A lot of people don’t want me to change and to be myself. That’s what they tell me.
I am the type that has to change to adjust to my surroundings and what goes on in order to stop fussing or disappointment from others of things I do or say.
I can’t stand it when people scold me for something I say or do that I thought was good.
Sometimes when they get upset with some things I say and do so I try to change whatever it was so they won’t get upset with me again.
My personality is that of a Chameleon like a lizard that changes its colors to blend in to protect itself.
I’ve had to do that all my life with everyone I’ve been around to stop the beatings and slapping and verbal abuse since a child.
Protecting myself so much and trying to get along with people has changed my life.
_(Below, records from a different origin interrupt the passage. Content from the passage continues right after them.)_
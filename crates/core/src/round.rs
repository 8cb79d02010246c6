//! Decimal-place rounding for reported scalars

/// Round to `dp` decimal places, halves away from zero.
///
/// Every reported feature, score, rate and metric goes through this one
/// helper so the same input always rounds the same way.
pub fn round_dp(value: f64, dp: i32) -> f64 {
    if !value.is_finite() {
        return value;
    }
    let factor = 10f64.powi(dp);
    (value * factor).round() / factor
}

#[cfg(test)]
mod tests {
    use super::*;

    #[test]
    fn test_halves_away_from_zero() {
        assert_eq!(round_dp(2.5, 0), 3.0);
        assert_eq!(round_dp(-2.5, 0), -3.0);
        assert_eq!(round_dp(0.25, 1), 0.3);
        assert_eq!(round_dp(0.125, 2), 0.13);
    }

    #[test]
    fn test_places() {
        assert_eq!(round_dp(821.25, 1), 821.3);
        assert_eq!(round_dp(0.83333, 2), 0.83);
        assert_eq!(round_dp(-0.123456, 4), -0.1235);
        assert_eq!(round_dp(0.6, 3), 0.6);
    }

    #[test]
    fn test_non_finite_passthrough() {
        assert!(round_dp(f64::NAN, 2).is_nan());
        assert_eq!(round_dp(f64::INFINITY, 2), f64::INFINITY);
    }
}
They ask me to be myself. I don’t know my true self.
There is a part of me that I love about me but not sure if it’s me or what others have made me be.
It’s loving nature. And being kind. And people have tried to destroy that too.
So if I’m in a group with more than two and I’m quiet, I’m trying to adjust to two different people at the same time.
It feels like I’m standing on the colorful comic section of a newspaper. Colors flying but can’t adjust and it gets me confused.
If a person reprimands me or scold me about something I said and I go quiet for awhile, I’m trying to adjust so I won’t make the mistake of upsetting the person again. I love peace.
I hope these things in my message doesn’t make anyone mad or sad.
Then I have to change more so we can be at peace with each other.